HQO also offers tips for improvement and encourages doctors to set goals for themselves. The team is currently working with Ivers and the Ontario SPOR Support Unit to study the impact of these reports, but that information is not yet available.
Physicians can get another report in a year’s time, though HQO is working towards providing faster results. “There’s a lot more data available at the practice level than there was when this started,”Greenberg says.
Nonetheless, creating these reports isn’t easy, as accessing and analyzing the data can be labour intensive. There can be long turnaround times to get the information – typically, a year long in Ontario – and it can be time consuming to anonymize it. The data for the PCP reports comes from institutions like OHIP, the Ontario Cancer Registry and the Ontario Diabetes Database, while Alberta’s PLP pulls from sources like Alberta Health and Alberta Health Services.
It’s difficult to get information on prescriptions for people under 65, and for other team members like nurse practitioners. And some of the data simply isn’t appropriate. “It’s not collected with this kind of work in mind,” explains Cooke. “Its purpose is for billing and data quality can be an issue. If [doctors] don’t know all the billing codes, and have some go-to ones…garbage in, garbage out.”
The evidence behind its effectiveness
So is it worth the effort? Audit and feedback has been analyzed for its effect in both primary care and for specialists. Audit and feedback is generally effective, “but there’s a huge variation in that effectiveness,” says Ivers, author of the Cochrane Review that investigated its impact. It looked at 140 studies and found that audit and feedback “generally leads to small but potentially important improvements” in performance, with a median of 4% improvement in the outcomes the feedback was trying to address. But one quarter of the interventions had larger effects (up to 16% absolute improvement), and one quarter had no effect.
The review found audit and feedback was more effective when it was given both verbally and in writing by a supervisor or colleague, when it included an action plan and targets, and when it was offered more than once. It also worked best on health care workers who had been doing worse than average on the outcomes being measured.
Well aware of the importance of execution, the Primary Care Practice Reports are working with the Canadian Institutes of Health Research (CIHR) to modify their reports and test their effectiveness. A recent ICES report by Richard Glazier points to key evidence-backed ways that Ontario’s reports can improve, including adding both explicit targets and tools that help physicians create an action plan.
“We kind of see this work as a bit of a laboratory and a learning system; we work with researchers to continually look at how we optimize the report,” says Greenberg.

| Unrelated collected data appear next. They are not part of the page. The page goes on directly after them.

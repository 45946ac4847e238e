//! Coercion matrix: optional, defaulted and strict accessors across every
//! value case.

use json_dyn::{ErrorKind, JsonError, JsonType, Value};
use serde_json::json;

fn v(json: serde_json::Value) -> Value {
    Value::from(json)
}

// ---------------------------------------------------------------------------
// Optional accessors match only their own case
// ---------------------------------------------------------------------------

#[test]
fn optional_accessors() {
    assert_eq!(v(json!("5")).as_i64(), None);
    assert_eq!(v(json!(5)).as_str(), None);
    assert_eq!(v(json!(1)).as_bool(), None);
    assert_eq!(v(json!(5)).as_i64(), Some(5));
    assert_eq!(v(json!(5.9)).as_i64(), Some(5));
    assert_eq!(v(json!(-1)).as_u64(), None);
    assert_eq!(v(json!(u64::MAX)).as_u64(), Some(u64::MAX));
    assert_eq!(v(json!(u64::MAX)).as_i64(), None);
    assert_eq!(v(json!(2)).as_f64(), Some(2.0));
    assert_eq!(v(json!([1])).as_array().map(Vec::len), Some(1));
    assert!(v(json!({})).as_object().is_some());
    assert!(v(json!(null)).as_object().is_none());
}

// ---------------------------------------------------------------------------
// Defaulted accessors
// ---------------------------------------------------------------------------

#[test]
fn string_coercion() {
    assert_eq!(v(json!("s")).string_value(), "s");
    assert_eq!(v(json!(12)).string_value(), "12");
    assert_eq!(v(json!(1.5)).string_value(), "1.5");
    assert_eq!(v(json!(true)).string_value(), "true");
    assert_eq!(v(json!(null)).string_value(), "");
    assert_eq!(v(json!([1])).string_or("d"), "d");
}

#[test]
fn integer_coercion() {
    let cases = [
        (json!(42), 42),
        (json!(-3.99), -3),
        (json!("17"), 17),
        (json!(" 8 "), 8),
        (json!("2.5"), 2),
        (json!("1e3"), 1000),
        (json!(true), 1),
        (json!(false), 0),
        (json!("abc"), -1),
        (json!(null), -1),
        (json!({"a": 1}), -1),
        (json!([]), -1),
    ];
    for (input, expected) in cases {
        assert_eq!(v(input.clone()).i64_or(-1), expected, "{input}");
    }
    assert_eq!(v(json!(null)).i64_value(), 0);
}

#[test]
fn unsigned_coercion() {
    assert_eq!(v(json!(7)).u64_value(), 7);
    assert_eq!(v(json!(-7)).u64_or(9), 9);
    assert_eq!(v(json!("-7")).u64_or(9), 9);
    assert_eq!(v(json!("18446744073709551615")).u64_value(), u64::MAX);
    assert_eq!(v(json!(1e30)).u64_value(), u64::MAX);
}

#[test]
fn float_coercion() {
    assert_eq!(v(json!(3)).f64_value(), 3.0);
    assert_eq!(v(json!("0.25")).f64_value(), 0.25);
    assert_eq!(v(json!("inf")).f64_or(-1.0), -1.0);
    assert_eq!(v(json!("NaN")).f64_or(-1.0), -1.0);
    assert_eq!(v(json!(true)).f64_value(), 1.0);
    assert_eq!(v(json!({})).f64_or(0.5), 0.5);
}

#[test]
fn bool_coercion() {
    let truthy = [json!(true), json!(1), json!(-0.5), json!("true"), json!("YES"), json!("1")];
    for input in truthy {
        assert!(v(input.clone()).bool_value(), "{input}");
    }
    let falsy = [json!(false), json!(0), json!(0.0), json!("False"), json!("no"), json!("0")];
    for input in falsy {
        assert!(!v(input.clone()).bool_or(true), "{input}");
    }
    assert!(v(json!("maybe")).bool_or(true));
    assert!(!v(json!(null)).bool_value());
}

#[test]
fn container_defaults_are_empty() {
    assert!(v(json!("x")).array_value().is_empty());
    assert!(v(json!(1)).object_value().is_empty());
    assert_eq!(v(json!([1, 2])).array_value().len(), 2);
    assert_eq!(v(json!({"k": 1})).object_value().len(), 1);
}

// ---------------------------------------------------------------------------
// Strict accessors
// ---------------------------------------------------------------------------

#[test]
fn strict_accessors_report_mismatch() {
    assert_eq!(v(json!("12")).try_i64(), Ok(12));
    assert_eq!(
        v(json!("twelve")).try_i64(),
        Err(JsonError::TypeMismatch {
            expected: "i64",
            found: JsonType::String
        })
    );
    assert_eq!(
        v(json!([1])).try_object().unwrap_err().kind(),
        ErrorKind::TypeMismatch
    );
    assert_eq!(v(json!(null)).try_string().unwrap_err().kind(), ErrorKind::TypeMismatch);
    assert_eq!(v(json!({"a": 1})).try_object().map(|m| m.len()), Ok(1));
    assert_eq!(v(json!([true])).try_array().map(<[Value]>::len), Ok(1));
    assert_eq!(v(json!("no")).try_bool(), Ok(false));
    assert_eq!(v(json!(2.5)).try_f64(), Ok(2.5));
    assert_eq!(v(json!(3)).try_u64(), Ok(3));
}

#[test]
fn strict_accessors_surface_carried_error() {
    let invalid = Value::Invalid(JsonError::NotExist("k".into()));
    assert_eq!(invalid.try_i64(), Err(JsonError::NotExist("k".into())));
    assert_eq!(invalid.try_string(), Err(JsonError::NotExist("k".into())));
    assert_eq!(invalid.i64_or(4), 4);
    assert_eq!(invalid.string_value(), "");
}

// ---------------------------------------------------------------------------
// Accessors on cursors
// ---------------------------------------------------------------------------

#[test]
fn cursor_accessors() {
    let doc = v(json!({"port": "8080", "debug": "yes", "hosts": ["a", "b"]}));
    assert_eq!(doc.by_key("port").u64_value(), 8080);
    assert!(doc.by_key("debug").bool_value());
    assert_eq!(doc.by_key("hosts").array_value().len(), 2);
    assert_eq!(doc.by_key("missing").string_or("none"), "none");
    assert_eq!(
        doc.by_key("missing").try_u64(),
        Err(JsonError::NotExist("missing".into()))
    );
    assert_eq!(
        doc.by_key("hosts").try_u64().unwrap_err().kind(),
        ErrorKind::TypeMismatch
    );
}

Ivers also cautions against “pretending that all the things that are important are readily measurable. We need to try to measure what matters, and right now we’re frequently measuring what’s easy to measure,” he says. For example, what patients feel is important – including wait time to see their doctors, and whether they had enough time with them at their appointment – is often not available in the data that doctors collect. (Some programs, like the Association of Family Health Teams of Ontario’s Data to Decisions feedback, does incorporate patient experience data, however.)
But despite its limitations, audit and feedback is superior to other professional development measures, says Ivers. “We have evidence that humans tend to seek continuing learning in things they know a lot about and are already doing good at. It kind of defeats the whole purpose,” he says. “[Using data] to drive continuing professional development means it’s about what our patients and communities need, not what we’re interested in.”